University of New South Wales Research Unit for Schizophrenia Epidemiology, O'Brien Centre at St. Vincent's Hospital, 394-404 Victoria Street, Darlinghurst, Sydney, NSW 2010, Australia.
Neurosci Biobehav Rev. 2012 Apr;36(4):1342-56. doi: 10.1016/j.neubiorev.2011.12.015. Epub 2012 Jan 8.
The large quantity of systematic reviews of magnetic resonance imaging studies in schizophrenia challenges their meaningful interpretation. This meta-review synthesises the available information from systematic reviews of structural alteration in both chronic and first-episode schizophrenia.
Systematic reviews were identified using electronic databases. Review methodological quality was assessed according to the Assessment of Multiple Systematic Reviews checklist. Data were extracted in duplicate and quality assessed for consistency and precision, guided by Grading of Recommendations Assessment, Development and Evaluation recommendations.

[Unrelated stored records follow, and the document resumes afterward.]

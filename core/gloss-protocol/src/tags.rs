//! Closed tag sets produced by the annotation boundary.
//!
//! Annotators speak in strings (`"nsubj"`, `"VBG"`, `"DATE"`). These enums are
//! the only place those strings are known; rule code matches on variants.

#[cfg(feature = "serde")]
use serde::{Deserialize as SerdeDeserialize, Serialize as SerdeSerialize};

macro_rules! define_tags {
    ($(#[$meta:meta])* $name:ident { $($variant:ident => $tag:literal),+ $(,)? }) => {
        $(#[$meta])*
        #[derive(Debug, Clone, Copy, PartialEq, Eq, Hash)]
        #[cfg_attr(feature = "serde", derive(SerdeDeserialize, SerdeSerialize))]
        pub enum $name {
            $($variant,)+
            /// A tag the annotator emitted that the engine does not model.
            Other,
        }

        impl $name {
            /// Maps an annotator tag string. Unknown tags become `Other`.
            pub fn from_tag(tag: &str) -> Self {
                match tag {
                    $($tag => Self::$variant,)+
                    _ => Self::Other,
                }
            }

            pub const fn as_tag(&self) -> &'static str {
                match self {
                    $(Self::$variant => $tag,)+
                    Self::Other => "_",
                }
            }
        }

        impl core::fmt::Display for $name {
            fn fmt(&self, f: &mut core::fmt::Formatter<'_>) -> core::fmt::Result {
                f.write_str(self.as_tag())
            }
        }
    };
}

define_tags!(
    /// Universal POS tags (coarse grained).
    CoarsePos {
        Adjective => "ADJ",
        Adposition => "ADP",
        Adverb => "ADV",
        Auxiliary => "AUX",
        CoordinatingConjunction => "CCONJ",
        Determiner => "DET",
        Interjection => "INTJ",
        Noun => "NOUN",
        Numeral => "NUM",
        Particle => "PART",
        Pronoun => "PRON",
        ProperNoun => "PROPN",
        Punctuation => "PUNCT",
        SubordinatingConjunction => "SCONJ",
        Symbol => "SYM",
        Verb => "VERB",
        Unclassified => "X",
    }
);

define_tags!(
    /// Penn Treebank / OntoNotes tags (fine grained).
    FinePos {
        CoordinatingConjunction => "CC",
        CardinalNumber => "CD",
        Determiner => "DT",
        ExistentialThere => "EX",
        ForeignWord => "FW",
        PrepositionOrSubordinator => "IN",
        Adjective => "JJ",
        ComparativeAdjective => "JJR",
        SuperlativeAdjective => "JJS",
        ListItem => "LS",
        Modal => "MD",
        SingularNoun => "NN",
        PluralNoun => "NNS",
        SingularProperNoun => "NNP",
        PluralProperNoun => "NNPS",
        Predeterminer => "PDT",
        PossessiveEnding => "POS",
        PersonalPronoun => "PRP",
        PossessivePronoun => "PRP$",
        Adverb => "RB",
        ComparativeAdverb => "RBR",
        SuperlativeAdverb => "RBS",
        Particle => "RP",
        Symbol => "SYM",
        To => "TO",
        Interjection => "UH",
        VerbBase => "VB",
        VerbPast => "VBD",
        VerbPresentParticiple => "VBG",
        VerbPastParticiple => "VBN",
        VerbNon3rdPersonPresent => "VBP",
        Verb3rdPersonPresent => "VBZ",
        WhDeterminer => "WDT",
        WhPronoun => "WP",
        PossessiveWhPronoun => "WP$",
        WhAdverb => "WRB",
    }
);

define_tags!(
    /// ClearNLP dependency labels, including the deprecated ones some models still emit.
    DependencyRole {
        AdjectivalClause => "acl",
        AdjectivalComplement => "acomp",
        AdverbialClause => "advcl",
        AdverbialModifier => "advmod",
        Agent => "agent",
        AdjectivalModifier => "amod",
        Appositional => "appos",
        Attribute => "attr",
        Auxiliary => "aux",
        AuxiliaryPassive => "auxpass",
        CaseMarking => "case",
        CoordinatingConjunction => "cc",
        ClausalComplement => "ccomp",
        Classifier => "clf",
        Compound => "compound",
        Conjunct => "conj",
        Copula => "cop",
        ClausalSubject => "csubj",
        ClausalSubjectPassive => "csubjpass",
        Dative => "dative",
        Unclassified => "dep",
        Determiner => "det",
        DirectObject => "dobj",
        Expletive => "expl",
        Interjection => "intj",
        Marker => "mark",
        Meta => "meta",
        Negation => "neg",
        NominalSubject => "nsubj",
        NominalSubjectPassive => "nsubjpass",
        NominalModifier => "nmod",
        NounPhraseAdverbial => "npadvmod",
        NumericModifier => "nummod",
        ObjectPredicate => "oprd",
        Object => "obj",
        Oblique => "obl",
        Parataxis => "parataxis",
        PrepositionalComplement => "pcomp",
        PrepositionalObject => "pobj",
        Possession => "poss",
        PreCorrelative => "preconj",
        Predeterminer => "predet",
        Preposition => "prep",
        Particle => "prt",
        Punctuation => "punct",
        QuantifierModifier => "quantmod",
        RelativeClause => "relcl",
        Root => "ROOT",
        Vocative => "vocative",
        OpenClausalComplement => "xcomp",
        IndirectObject => "iobj",
    }
);

define_tags!(
    /// OntoNotes named-entity labels.
    EntityLabel {
        Person => "PERSON",
        Nationality => "NORP",
        Facility => "FAC",
        Organization => "ORG",
        GeopoliticalEntity => "GPE",
        Location => "LOC",
        Product => "PRODUCT",
        Event => "EVENT",
        WorkOfArt => "WORK_OF_ART",
        Law => "LAW",
        Language => "LANGUAGE",
        Date => "DATE",
        Time => "TIME",
        Percent => "PERCENT",
        Money => "MONEY",
        Quantity => "QUANTITY",
        Ordinal => "ORDINAL",
        Cardinal => "CARDINAL",
    }
);

impl FinePos {
    pub fn is_plural_noun(&self) -> bool {
        matches!(self, Self::PluralNoun | Self::PluralProperNoun)
    }
}

impl DependencyRole {
    /// Dative or (older label sets) indirect object.
    pub fn is_indirect_object(&self) -> bool {
        matches!(self, Self::Dative | Self::IndirectObject)
    }

    pub fn is_subject(&self) -> bool {
        matches!(self, Self::NominalSubject | Self::NominalSubjectPassive)
    }
}

impl EntityLabel {
    pub fn is_temporal(&self) -> bool {
        matches!(self, Self::Date | Self::Time)
    }
}

#[cfg(test)]
mod tests {
    use super::*;

    #[test]
    fn test_known_tags_round_trip_through_strings() {
        assert_eq!(DependencyRole::from_tag("nsubj"), DependencyRole::NominalSubject);
        assert_eq!(DependencyRole::NominalSubject.as_tag(), "nsubj");
        assert_eq!(FinePos::from_tag("PRP$"), FinePos::PossessivePronoun);
        assert_eq!(CoarsePos::from_tag("SCONJ"), CoarsePos::SubordinatingConjunction);
        assert_eq!(EntityLabel::from_tag("CARDINAL"), EntityLabel::Cardinal);
    }

    #[test]
    fn test_unknown_tags_fall_back_to_other() {
        assert_eq!(DependencyRole::from_tag("reparandum"), DependencyRole::Other);
        assert_eq!(FinePos::from_tag("HYPH"), FinePos::Other);
        assert_eq!(DependencyRole::Other.to_string(), "_");
    }

    #[test]
    fn test_tag_helpers() {
        assert!(FinePos::PluralNoun.is_plural_noun());
        assert!(!FinePos::SingularNoun.is_plural_noun());
        assert!(DependencyRole::IndirectObject.is_indirect_object());
        assert!(EntityLabel::Time.is_temporal());
        assert!(!EntityLabel::Person.is_temporal());
    }
}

Integration of volumetric and voxel-based estimates allowed critical assessment of the magnitude and location of anatomical differences. There is evidence for grey matter reductions of anterior cingulate, frontal (particularly medial and inferior) and temporal lobes, hippocampus/amygdala, thalamus, and insula that may be magnified over time. Other regional alterations appear specific to illness stage or medication status.
There is limited high quality evidence supporting grey or white matter changes in schizophrenia, which has previously been obscured by a large volume of conflicting lower quality evidence.
大量关于精神分裂症磁共振成像研究的系统评价对其有意义的解释提出了挑战。本元分析综合了慢性期和首发期精神分裂症结构改变的系统评价中的现有信息。
通过电子数据库确定系统评价。根据多系统评价评估检查表评估综述方法学质量。根据推荐评估、制定和评估分级指南,对数据进行重复提取和一致性及精确性评估。
体积和体素估计的综合使我们能够对解剖差异的程度和位置进行关键评估。有证据表明,前扣带回、额叶(特别是内侧和下侧)和颞叶、海马/杏仁核、丘脑和脑岛的灰质减少,可能随着时间的推移而扩大。其他区域的改变似乎与疾病阶段或药物状态有关。
有有限的高质量证据支持精神分裂症的灰质或白质变化,以前这些变化被大量相互矛盾的低质量证据所掩盖。